*Instructions for the task*: Extract each line of the data below exactly as written.

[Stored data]
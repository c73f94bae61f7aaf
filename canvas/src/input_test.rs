use uuid::Uuid;

use super::*;

// =============================================================
// Tool
// =============================================================

#[test]
fn tool_default_is_select() {
    assert_eq!(Tool::default(), Tool::Select);
}

#[test]
fn tool_debug_format() {
    assert_eq!(format!("{:?}", Tool::Connect), "Connect");
}

// =============================================================
// Modifiers
// =============================================================

#[test]
fn modifiers_default_all_false() {
    let m = Modifiers::default();
    assert!(!m.shift && !m.ctrl && !m.alt && !m.meta);
    assert!(!m.command());
}

#[test]
fn command_is_ctrl_or_meta() {
    assert!(Modifiers { ctrl: true, ..Default::default() }.command());
    assert!(Modifiers { meta: true, ..Default::default() }.command());
    assert!(!Modifiers { shift: true, alt: true, ..Default::default() }.command());
}

// =============================================================
// UiState
// =============================================================

#[test]
fn select_only_replaces_selection_and_clears_line() {
    let mut ui = UiState { selected_line: Some(Uuid::new_v4()), ..Default::default() };
    ui.selection.insert(Uuid::new_v4());
    let id = Uuid::new_v4();
    ui.select_only(id);
    assert_eq!(ui.selection.len(), 1);
    assert!(ui.selection.contains(&id));
    assert!(ui.selected_line.is_none());
}

#[test]
fn hit_options_mirror_view_state() {
    let sector = Uuid::new_v4();
    let line = Uuid::new_v4();
    let ui = UiState { collapsed: true, sector_filter: Some(sector), selected_line: Some(line), ..Default::default() };
    let opts = ui.hit_options();
    assert!(opts.collapsed);
    assert_eq!(opts.sector_filter, Some(sector));
    assert_eq!(opts.selected_line, Some(line));
}

#[test]
fn clear_selection_empties_everything() {
    let mut ui = UiState::default();
    ui.select_only(Uuid::new_v4());
    assert!(ui.has_selection());
    ui.clear_selection();
    assert!(!ui.has_selection());
}

// =============================================================
// InputState
// =============================================================

#[test]
fn input_state_default_is_idle() {
    assert!(InputState::default().is_idle());
}

#[test]
fn selection_rect_only_while_box_selecting() {
    let state = InputState::BoxSelecting {
        start_world: Point::new(10.0, 10.0),
        current_world: Point::new(0.0, 20.0),
        additive: false,
    };
    let rect = state.selection_rect().unwrap();
    assert!((rect.min_x - 0.0).abs() < f64::EPSILON);
    assert!((rect.max_y - 20.0).abs() < f64::EPSILON);
    assert!(InputState::Idle.selection_rect().is_none());
}

#[test]
fn pending_connection_only_while_connecting() {
    let from = Uuid::new_v4();
    let state = InputState::Connecting { from, cursor_world: Point::new(1.0, 2.0), armed: false };
    assert_eq!(state.pending_connection(), Some((from, Point::new(1.0, 2.0))));
    assert!(InputState::Idle.pending_connection().is_none());
}
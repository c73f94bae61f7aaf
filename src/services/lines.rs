//! Decorative line service. Lines are free strokes with no link to cards.

use canvas::consts::{DEFAULT_LINE_COLOR, DEFAULT_LINE_STROKE_WIDTH};
use canvas::doc::{DecorativeLine, LinePatch};
use serde::Deserialize;
use uuid::Uuid;

use crate::services::persistence::EntityKey;
use crate::services::{ErrorCode, is_hex_color, now_ms};
use crate::state::AppState;

#[derive(Debug, thiserror::Error)]
pub enum LineError {
    #[error("line not found: {0}")]
    NotFound(Uuid),
    #[error("invalid line: {0}")]
    Invalid(&'static str),
}

impl ErrorCode for LineError {
    fn error_code(&self) -> &'static str {
        match self {
            Self::NotFound(_) => "E_LINE_NOT_FOUND",
            Self::Invalid(_) => "E_LINE_INVALID",
        }
    }
}

#[derive(Debug, Clone, Deserialize)]
pub struct NewLine {
    pub start_x: f64,
    pub start_y: f64,
    pub end_x: f64,
    pub end_y: f64,
    #[serde(default)]
    pub color: Option<String>,
    #[serde(default)]
    pub stroke_width: Option<f64>,
}

fn check_patch(patch: &LinePatch) -> Result<(), LineError> {
    let coords = [patch.start_x, patch.start_y, patch.end_x, patch.end_y];
    if coords.iter().flatten().any(|v| !v.is_finite()) {
        return Err(LineError::Invalid("coordinates must be finite"));
    }
    if patch.stroke_width.is_some_and(|w| !w.is_finite() || w <= 0.0) {
        return Err(LineError::Invalid("stroke width must be positive"));
    }
    if patch.color.as_deref().is_some_and(|c| !is_hex_color(c)) {
        return Err(LineError::Invalid("color must be #RRGGBB"));
    }
    Ok(())
}

/// Lines in draw order.
pub async fn list_lines(state: &AppState) -> Vec<DecorativeLine> {
    let chart = state.chart.read().await;
    chart.doc.lines_sorted().into_iter().cloned().collect()
}

/// # Errors
///
/// Returns `Invalid` for non-finite coordinates, a bad stroke width, or a bad color.
pub async fn create_line(state: &AppState, new: NewLine) -> Result<DecorativeLine, LineError> {
    let line = DecorativeLine {
        id: Uuid::new_v4(),
        start_x: new.start_x,
        start_y: new.start_y,
        end_x: new.end_x,
        end_y: new.end_y,
        color: new.color.unwrap_or_else(|| DEFAULT_LINE_COLOR.to_owned()),
        stroke_width: new.stroke_width.unwrap_or(DEFAULT_LINE_STROKE_WIDTH),
        created_at: now_ms(),
    };
    check_patch(&LinePatch {
        color: Some(line.color.clone()),
        stroke_width: Some(line.stroke_width),
        ..LinePatch::endpoints(line.start_x, line.start_y, line.end_x, line.end_y)
    })?;

    let mut chart = state.chart.write().await;
    chart.doc.insert_line(line.clone());
    chart.pending.mark_upsert(EntityKey::line(line.id));
    Ok(line)
}

/// Move or restyle a line. Endpoint drags call this on every pointer move.
///
/// # Errors
///
/// Returns `NotFound` or `Invalid`.
pub async fn update_line(state: &AppState, id: Uuid, patch: LinePatch) -> Result<DecorativeLine, LineError> {
    check_patch(&patch)?;
    let mut chart = state.chart.write().await;
    if !chart.doc.apply_line_patch(&id, &patch) {
        return Err(LineError::NotFound(id));
    }
    chart.pending.mark_upsert(EntityKey::line(id));
    chart.doc.line(&id).cloned().ok_or(LineError::NotFound(id))
}

/// # Errors
///
/// Returns `NotFound` if no line has this id.
pub async fn delete_line(state: &AppState, id: Uuid) -> Result<DecorativeLine, LineError> {
    let mut chart = state.chart.write().await;
    let line = chart.doc.remove_line(&id).ok_or(LineError::NotFound(id))?;
    chart.pending.mark_delete(EntityKey::line(id));
    Ok(line)
}

#[cfg(test)]
#[path = "lines_test.rs"]
mod tests;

*Response*:
repository c73f94bae61f7aaf
filename canvas/src/input_test.rs
use uuid::Uuid;

use super::*;

// =============================================================
// Tool
// =============================================================

#[test]
fn tool_default_is_select() {
    assert_eq!(Tool::default(), Tool::Select);
}

#[test]
fn tool_debug_format() {
    assert_eq!(format!("{:?}", Tool::Connect), "Connect");
}

// =============================================================
// Modifiers
// =============================================================

#[test]
fn modifiers_default_all_false() {
    let m = Modifiers::default();
    assert!(!m.shift && !m.ctrl && !m.alt && !m.meta);
    assert!(!m.command());
}

#[test]
fn command_is_ctrl_or_meta() {
    assert!(Modifiers { ctrl: true, ..Default::default() }.command());
    assert!(Modifiers { meta: true, ..Default::default() }.command());
    assert!(!Modifiers { shift: true, alt: true, ..Default::default() }.command());
}

// =============================================================
// UiState
// =============================================================

#[test]
fn select_only_replaces_selection_and_clears_line() {
    let mut ui = UiState { selected_line: Some(Uuid::new_v4()), ..Default::default() };
    ui.selection.insert(Uuid::new_v4());
    let id = Uuid::new_v4();
    ui.select_only(id);
    assert_eq!(ui.selection.len(), 1);
    assert!(ui.selection.contains(&id));
    assert!(ui.selected_line.is_none());
}

#[test]
fn hit_options_mirror_view_state() {
    let sector = Uuid::new_v4();
    let line = Uuid::new_v4();
    let ui = UiState { collapsed: true, sector_filter: Some(sector), selected_line: Some(line), ..Default::default() };
    let opts = ui.hit_options();
    assert!(opts.collapsed);
    assert_eq!(opts.sector_filter, Some(sector));
    assert_eq!(opts.selected_line, Some(line));
}

#[test]
fn clear_selection_empties_everything() {
    let mut ui = UiState::default();
    ui.select_only(Uuid::new_v4());
    assert!(ui.has_selection());
    ui.clear_selection();
    assert!(!ui.has_selection());
}

// =============================================================
// InputState
// =============================================================

#[test]
fn input_state_default_is_idle() {
    assert!(InputState::default().is_idle());
}

#[test]
fn selection_rect_only_while_box_selecting() {
    let state = InputState::BoxSelecting {
        start_world: Point::new(10.0, 10.0),
        current_world: Point::new(0.0, 20.0),
        additive: false,
    };
    let rect = state.selection_rect().unwrap();
    assert!((rect.min_x - 0.0).abs() < f64::EPSILON);
    assert!((rect.max_y - 20.0).abs() < f64::EPSILON);
    assert!(InputState::Idle.selection_rect().is_none());
}

#[test]
fn pending_connection_only_while_connecting() {
    let from = Uuid::new_v4();
    let state = InputState::Connecting { from, cursor_world: Point::new(1.0, 2.0), armed: false };
    assert_eq!(state.pending_connection(), Some((from, Point::new(1.0, 2.0))));
    assert!(InputState::Idle.pending_connection().is_none());
}
repository c73f94bae61f7aaf
filename src/services/lines.rs
//! Decorative line service. Lines are free strokes with no link to cards.

use canvas::consts::{DEFAULT_LINE_COLOR, DEFAULT_LINE_STROKE_WIDTH};
use canvas::doc::{DecorativeLine, LinePatch};
use serde::Deserialize;
use uuid::Uuid;

use crate::services::persistence::EntityKey;
use crate::services::{ErrorCode, is_hex_color, now_ms};
use crate::state::AppState;

#[derive(Debug, thiserror::Error)]
pub enum LineError {
    #[error("line not found: {0}")]
    NotFound(Uuid),
    #[error("invalid line: {0}")]
    Invalid(&'static str),
}

impl ErrorCode for LineError {
    fn error_code(&self) -> &'static str {
        match self {
            Self::NotFound(_) => "E_LINE_NOT_FOUND",
            Self::Invalid(_) => "E_LINE_INVALID",
        }
    }
}

#[derive(Debug, Clone, Deserialize)]
pub struct NewLine {
    pub start_x: f64,
    pub start_y: f64,
    pub end_x: f64,
    pub end_y: f64,
    #[serde(default)]
    pub color: Option<String>,
    #[serde(default)]
    pub stroke_width: Option<f64>,
}

fn check_patch(patch: &LinePatch) -> Result<(), LineError> {
    let coords = [patch.start_x, patch.start_y, patch.end_x, patch.end_y];
    if coords.iter().flatten().any(|v| !v.is_finite()) {
        return Err(LineError::Invalid("coordinates must be finite"));
    }
    if patch.stroke_width.is_some_and(|w| !w.is_finite() || w <= 0.0) {
        return Err(LineError::Invalid("stroke width must be positive"));
    }
    if patch.color.as_deref().is_some_and(|c| !is_hex_color(c)) {
        return Err(LineError::Invalid("color must be #RRGGBB"));
    }
    Ok(())
}

/// Lines in draw order.
pub async fn list_lines(state: &AppState) -> Vec<DecorativeLine> {
    let chart = state.chart.read().await;
    chart.doc.lines_sorted().into_iter().cloned().collect()
}

/// # Errors
///
/// Returns `Invalid` for non-finite coordinates, a bad stroke width, or a bad color.
pub async fn create_line(state: &AppState, new: NewLine) -> Result<DecorativeLine, LineError> {
    let line = DecorativeLine {
        id: Uuid::new_v4(),
        start_x: new.start_x,
        start_y: new.start_y,
        end_x: new.end_x,
        end_y: new.end_y,
        color: new.color.unwrap_or_else(|| DEFAULT_LINE_COLOR.to_owned()),
        stroke_width: new.stroke_width.unwrap_or(DEFAULT_LINE_STROKE_WIDTH),
        created_at: now_ms(),
    };
    check_patch(&LinePatch {
        color: Some(line.color.clone()),
        stroke_width: Some(line.stroke_width),
        ..LinePatch::endpoints(line.start_x, line.start_y, line.end_x, line.end_y)
    })?;

    let mut chart = state.chart.write().await;
    chart.doc.insert_line(line.clone());
    chart.pending.mark_upsert(EntityKey::line(line.id));
    Ok(line)
}

/// Move or restyle a line. Endpoint drags call this on every pointer move.
///
/// # Errors
///
/// Returns `NotFound` or `Invalid`.
pub async fn update_line(state: &AppState, id: Uuid, patch: LinePatch) -> Result<DecorativeLine, LineError> {
    check_patch(&patch)?;
    let mut chart = state.chart.write().await;
    if !chart.doc.apply_line_patch(&id, &patch) {
        return Err(LineError::NotFound(id));
    }
    chart.pending.mark_upsert(EntityKey::line(id));
    chart.doc.line(&id).cloned().ok_or(LineError::NotFound(id))
}

/// # Errors
///
/// Returns `NotFound` if no line has this id.
pub async fn delete_line(state: &AppState, id: Uuid) -> Result<DecorativeLine, LineError> {
    let mut chart = state.chart.write().await;
    let line = chart.doc.remove_line(&id).ok_or(LineError::NotFound(id))?;
    chart.pending.mark_delete(EntityKey::line(id));
    Ok(line)
}

#[cfg(test)]
#[path = "lines_test.rs"]
mod tests;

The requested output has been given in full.